Blikken
I
Een achteloos autobestuurder kan niet vlug genoeg buiten zijn en zwaait met het portier een juist op dat moment voorbijrijdende fietser tegen de grond. Eerst kijkt hij naar het portier - de wang van zijn geliefde - en wanneer deze nog gaaf blijkt te zijn, heeft hij opgelucht een blik over voor de fietser naast zijn hulpeloze fiets.
II
Het oog kan zich verbergen achter wimpers en de blik van de ander scherper doen toezien. Zoals een indianengezicht achter het weggestreken gras opduikt, hoopt hij op plotse transparantie. Zoals een kind vraagt hij zich af wat het tabernakelgordijn voor hem verstopt. Haar beloken blik blijft echter. Dit wederzijds electrificeren, heen- en weerspringen tussen uitnodigende onduidelijkheid en geprovoceerde nieuwsgierigheid is het spel van de verleiding.
III
Wanneer een opgroeiend kind voor het eerst het eigen gezicht in een spiegel herkent, wordt het eveneens - pars pro toto - voor de eerste maal met zichzelf geconfronteerd. Geleidelijk aan spreekt dit spiegelgebaar niet meer. In de plaats daarvan kan de blik van de geliefde soms het eigen leven tot in zijn verste uithoeken in scherp zwart-wit troosteloos belichten. Er is dan geen ontkomen meer aan, men kan alleen de vingerwijzing beamen: zo is het.

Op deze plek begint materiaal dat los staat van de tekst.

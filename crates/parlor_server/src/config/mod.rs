#![forbid(unsafe_code)]

use std::fs;
use std::path::{Path, PathBuf};

use anyhow::{Context as _, anyhow};
use serde::Deserialize;
use tracing::{info, warn};

use crate::util::secret::SecretString;

/// Default config path: `~/.parlor/config.toml`.
pub fn default_config_path() -> anyhow::Result<PathBuf> {
	let home = dirs::home_dir().ok_or_else(|| anyhow!("could not determine home directory"))?;
	Ok(home.join(".parlor").join("config.toml"))
}

/// Load the server config from TOML and env overrides.
pub fn load_server_config() -> anyhow::Result<ServerConfig> {
	let path = default_config_path()?;
	load_server_config_from_path(&path)
}

/// Same as `load_server_config` but with an explicit config path.
pub fn load_server_config_from_path(path: &Path) -> anyhow::Result<ServerConfig> {
	let file_cfg = read_toml_if_exists(path)
		.with_context(|| format!("read config from {}", path.display()))?
		.unwrap_or_default();

	let mut cfg = ServerConfig::from_file(file_cfg);

	apply_env_overrides(&mut cfg);

	Ok(cfg)
}

/// Server config (v1).
#[derive(Debug, Clone, Default)]
pub struct ServerConfig {
	pub server: ServerSettings,
	pub auth: AuthSettings,
	pub limits: LimitSettings,
	pub persistence: PersistenceSettings,
}

#[derive(Debug, Clone, Default)]
pub struct ServerSettings {
	/// PEM-encoded certificate path for QUIC/TLS.
	pub tls_cert_path: Option<PathBuf>,
	/// PEM-encoded private key path for QUIC/TLS.
	pub tls_key_path: Option<PathBuf>,
	/// HTTP API bind address (host:port) for register/login/messages.
	pub http_bind: Option<String>,
	/// Optional metrics exporter bind address (host:port).
	pub metrics_bind: Option<String>,
}

#[derive(Debug, Clone, Default)]
pub struct AuthSettings {
	/// HMAC secret for stateless bearer tokens.
	pub signing_secret: Option<SecretString>,
}

/// Room limits; defaults match the store defaults.
#[derive(Debug, Clone)]
pub struct LimitSettings {
	pub retention_cap: usize,
	pub history_window: usize,
	pub body_max_chars: usize,
	pub subscriber_queue_capacity: usize,
}

impl Default for LimitSettings {
	fn default() -> Self {
		Self {
			retention_cap: 2000,
			history_window: 200,
			body_max_chars: 1000,
			subscriber_queue_capacity: 256,
		}
	}
}

#[derive(Debug, Clone, Default)]
pub struct PersistenceSettings {
	/// Enable the SQLite store; otherwise messages and users live in memory.
	pub enabled: bool,
	/// Database URL (sqlite:).
	pub database_url: Option<String>,
}

#[derive(Debug, Clone, Default, Deserialize)]
struct FileConfig {
	#[serde(default)]
	server: FileServerSettings,

	#[serde(default)]
	auth: FileAuthSettings,

	#[serde(default)]
	limits: FileLimitSettings,

	#[serde(default)]
	persistence: FilePersistenceSettings,
}

#[derive(Debug, Clone, Default, Deserialize)]
struct FileServerSettings {
	tls_cert_path: Option<String>,
	tls_key_path: Option<String>,
	http_bind: Option<String>,
	metrics_bind: Option<String>,
}

#[derive(Debug, Clone, Default, Deserialize)]
struct FileAuthSettings {
	signing_secret: Option<String>,
}

#[derive(Debug, Clone, Default, Deserialize)]
struct FileLimitSettings {
	retention_cap: Option<usize>,
	history_window: Option<usize>,
	body_max_chars: Option<usize>,
	subscriber_queue_capacity: Option<usize>,
}

#[derive(Debug, Clone, Default, Deserialize)]
struct FilePersistenceSettings {
	enabled: Option<bool>,
	database_url: Option<String>,
}

impl ServerConfig {
	fn from_file(file: FileConfig) -> Self {
		let defaults = LimitSettings::default();

		Self {
			server: ServerSettings {
				tls_cert_path: file.server.tls_cert_path.filter(|s| !s.trim().is_empty()).map(PathBuf::from),
				tls_key_path: file.server.tls_key_path.filter(|s| !s.trim().is_empty()).map(PathBuf::from),
				http_bind: file.server.http_bind.filter(|s| !s.trim().is_empty()),
				metrics_bind: file.server.metrics_bind.filter(|s| !s.trim().is_empty()),
			},
			auth: AuthSettings {
				signing_secret: file
					.auth
					.signing_secret
					.filter(|s| !s.trim().is_empty())
					.map(SecretString::new),
			},
			limits: LimitSettings {
				retention_cap: file.limits.retention_cap.unwrap_or(defaults.retention_cap),
				history_window: file.limits.history_window.unwrap_or(defaults.history_window),
				body_max_chars: file.limits.body_max_chars.unwrap_or(defaults.body_max_chars),
				subscriber_queue_capacity: file
					.limits
					.subscriber_queue_capacity
					.unwrap_or(defaults.subscriber_queue_capacity),
			},
			persistence: PersistenceSettings {
				enabled: file.persistence.enabled.unwrap_or(false),
				database_url: file.persistence.database_url.filter(|s| !s.trim().is_empty()),
			},
		}
	}
}

fn parse_env_bool(v: &str) -> Option<bool> {
	match v.trim().to_ascii_lowercase().as_str() {
		"1" | "true" | "yes" | "on" => Some(true),
		"0" | "false" | "no" | "off" => Some(false),
		_ => None,
	}
}

fn read_toml_if_exists(path: &Path) -> anyhow::Result<Option<FileConfig>> {
	match fs::read_to_string(path) {
		Ok(s) => {
			let cfg: FileConfig = toml::from_str(&s).context("parse TOML")?;
			Ok(Some(cfg))
		}
		Err(e) if e.kind() == std::io::ErrorKind::NotFound => Ok(None),
		Err(e) => Err(anyhow!(e).context("read config file")),
	}
}

fn apply_env_overrides(cfg: &mut ServerConfig) {
	if let Ok(v) = std::env::var("PARLOR_AUTH_SECRET") {
		let v = v.trim().to_string();
		if !v.is_empty() {
			cfg.auth.signing_secret = Some(SecretString::new(v));
			info!("auth: signing_secret overridden by env");
		}
	}

	if let Ok(v) = std::env::var("PARLOR_TLS_CERT") {
		let v = v.trim().to_string();
		if !v.is_empty() {
			cfg.server.tls_cert_path = Some(PathBuf::from(v));
			info!("server config: tls_cert_path overridden by env");
		}
	}

	if let Ok(v) = std::env::var("PARLOR_TLS_KEY") {
		let v = v.trim().to_string();
		if !v.is_empty() {
			cfg.server.tls_key_path = Some(PathBuf::from(v));
			info!("server config: tls_key_path overridden by env");
		}
	}

	if let Ok(v) = std::env::var("PARLOR_HTTP_BIND") {
		let v = v.trim().to_string();
		if !v.is_empty() {
			cfg.server.http_bind = Some(v);
			info!("server config: http_bind overridden by env");
		}
	}

	if let Ok(v) = std::env::var("PARLOR_METRICS_BIND") {
		let v = v.trim().to_string();
		if !v.is_empty() {
			cfg.server.metrics_bind = Some(v);
			info!("server config: metrics_bind overridden by env");
		}
	}

	if let Ok(v) = std::env::var("PARLOR_RETENTION_CAP")
		&& let Ok(cap) = v.trim().parse::<usize>()
	{
		cfg.limits.retention_cap = cap;
		info!(cap, "limits: retention_cap overridden by env");
	}

	if let Ok(v) = std::env::var("PARLOR_HISTORY_WINDOW")
		&& let Ok(window) = v.trim().parse::<usize>()
	{
		cfg.limits.history_window = window;
		info!(window, "limits: history_window overridden by env");
	}

	if let Ok(v) = std::env::var("PARLOR_BODY_MAX_CHARS")
		&& let Ok(max) = v.trim().parse::<usize>()
	{
		cfg.limits.body_max_chars = max;
		info!(max, "limits: body_max_chars overridden by env");
	}

	if let Ok(v) = std::env::var("PARLOR_PERSISTENCE_ENABLED")
		&& let Some(enabled) = parse_env_bool(&v)
	{
		cfg.persistence.enabled = enabled;
		info!(enabled, "persistence: enabled overridden by env");
	}

	if let Ok(v) = std::env::var("PARLOR_DATABASE_URL") {
		let v = v.trim().to_string();
		if !v.is_empty() {
			cfg.persistence.database_url = Some(v);
			info!("persistence: database_url overridden by env");
		}
	}

	if cfg.auth.signing_secret.is_none() {
		warn!("auth: no signing_secret configured; tokens will use the dev default");
	}
}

Het is vaak genoeg beschreven. Ook zogenaamde levenloze dingen van de maan tot Rilkes Apollotorso of Weberns muziek hebben tijdelijk deze illuminatiekracht. Dit moment van waarheid, deze aura heeft de trefkracht en tijdsdimensie van een pijlschot.
En toch: ‘Hoe de dingen aan een blik kunnen weerstaan.’ Inderdaad, zelf kan men dit inzicht niet forceren, niets of niemand laat zich deze bekentenis afdwingen. Es kommt einem zu, het valt iemand toe met de onwillekeurigheid die Proust voor de authentieke herinnering beschreef. Maar nogmaals: hier is het manna dat uit de hemel valt tegelijkertijd een pijnlijk geschenk. Men ziet immers zichzelf in een soort naaktheid na de zondeval, in compromisloze duidelijkheid: ‘Je moet je leven anders maken.’
IV
‘Hoe de dingen aan een blik kunnen weerstaan.’ Hoelang ook de melancholicus bloem, blauwe lucht of iets anders kontempleert, alles vermag hij te zien alleen niet dat waarnaar hij kijkt. De dingen laten hem alleen. Zo worden zij chiffre voor elke willekeurige gedachte, voor alles of niets. Waarop hij ook zijn wezenloos starende blik richt, ogenblikkelijk vlucht elk leven weg, verstenend. Hij vult alles met eigen leegte: de volheid van een ballon, die hijzelf voortdurend doorprikt om opnieuw te kunnen beginnen. En zo ad infinitum.
V
De finale oogopslag zou die van een gebroken oog zijn. Voelt men zich zijn leven lang kaleidoscoop, het objectief was toch nog uit één stuk zoals het subject ooit monolitisch. Met het intreden van de dood wordt de schijn opgeheven: de feitelijke toestand wordt nu ook duidelijk zichtbaar. Vandaar misschien deze plotse genade, die éne blik waarin het voorbije leven zich moeiteloos vanzelfsprekend articuleert.